BEGIN

//! Error types for Coverdesk.

use std::time::Duration;

/// Top-level error type.
#[derive(Debug, thiserror::Error)]
pub enum Error {
    #[error("Configuration error: {0}")]
    Config(#[from] ConfigError),

    #[error("Database error: {0}")]
    Database(#[from] DatabaseError),

    #[error("Channel error: {0}")]
    Channel(#[from] ChannelError),

    #[error("Collaborator error: {0}")]
    Collaborator(#[from] CollaboratorError),

    #[error("Orchestrator error: {0}")]
    Orchestrator(#[from] OrchestratorError),
}

/// Configuration-related errors.
#[derive(Debug, thiserror::Error)]
pub enum ConfigError {
    #[error("Missing required environment variable: {0}")]
    MissingEnvVar(String),

    #[error("Invalid configuration value for {key}: {message}")]
    InvalidValue { key: String, message: String },

    #[error("IO error: {0}")]
    Io(#[from] std::io::Error),
}

/// Database-related errors.
#[derive(Debug, thiserror::Error)]
pub enum DatabaseError {
    #[error("Connection pool error: {0}")]
    Pool(String),

    #[error("Query failed: {0}")]
    Query(String),

    #[error("Migration failed: {0}")]
    Migration(String),

    #[error("Serialization error: {0}")]
    Serialization(String),

    /// The stored row moved past the version the caller read.
    #[error("Concurrent update of session {user_id}: expected version {expected_version}")]
    ConcurrencyConflict {
        user_id: String,
        expected_version: i64,
    },
}

impl DatabaseError {
    pub fn is_conflict(&self) -> bool {
        matches!(self, Self::ConcurrencyConflict { .. })
    }
}

/// Channel-related errors.
#[derive(Debug, thiserror::Error)]
pub enum ChannelError {
    #[error("Channel {name} failed to start: {reason}")]
    StartupFailed { name: String, reason: String },

    #[error("Failed to send response on channel {name}: {reason}")]
    SendFailed { name: String, reason: String },

    #[error("Failed to download attachment {file_id}: {reason}")]
    DownloadFailed { file_id: String, reason: String },

    #[error("Invalid message format: {0}")]
    InvalidMessage(String),
}

/// Why a document batch could not be turned into fields.
#[derive(Debug, Clone, PartialEq, Eq, thiserror::Error)]
pub enum ExtractionFailure {
    #[error("document unreadable: {0}")]
    Unreadable(String),

    #[error("wrong document type: {0}")]
    WrongDocumentType(String),

    #[error("missing fields: {}", .0.join(", "))]
    MissingFields(Vec<String>),
}

/// Failures reported by external collaborators (reasoning, extraction,
/// policy delivery).
#[derive(Debug, thiserror::Error)]
pub enum CollaboratorError {
    #[error("{service} temporarily unavailable: {reason}")]
    Transient { service: String, reason: String },

    #[error("{service} timed out after {after:?}")]
    Timeout { service: String, after: Duration },

    #[error("{service} rejected the request: {reason}")]
    Rejected { service: String, reason: String },

    #[error("Extraction failed: {0}")]
    Extraction(#[from] ExtractionFailure),
}

impl CollaboratorError {
    pub fn transient(service: &str, reason: impl std::fmt::Display) -> Self {
        Self::Transient {
            service: service.to_string(),
            reason: reason.to_string(),
        }
    }

    pub fn rejected(service: &str, reason: impl std::fmt::Display) -> Self {
        Self::Rejected {
            service: service.to_string(),
            reason: reason.to_string(),
        }
    }

    /// Whether the call may succeed if repeated.
    pub fn is_transient(&self) -> bool {
        matches!(self, Self::Transient { .. } | Self::Timeout { .. })
    }
}

/// Errors that abort processing of a single event.
///
/// Everything else is converted into a held-stage reply before it can reach
/// the channel.
#[derive(Debug, thiserror::Error)]
pub enum OrchestratorError {
    #[error("Session store unavailable: {0}")]
    Store(#[from] DatabaseError),
}

/// Result type alias.
pub type Result<T> = std::result::Result<T, Error>;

END

→ Aim of the exercise
Within the listing above, tally the lines holding the word "Migration". Give the tally only.

→ Expected output
2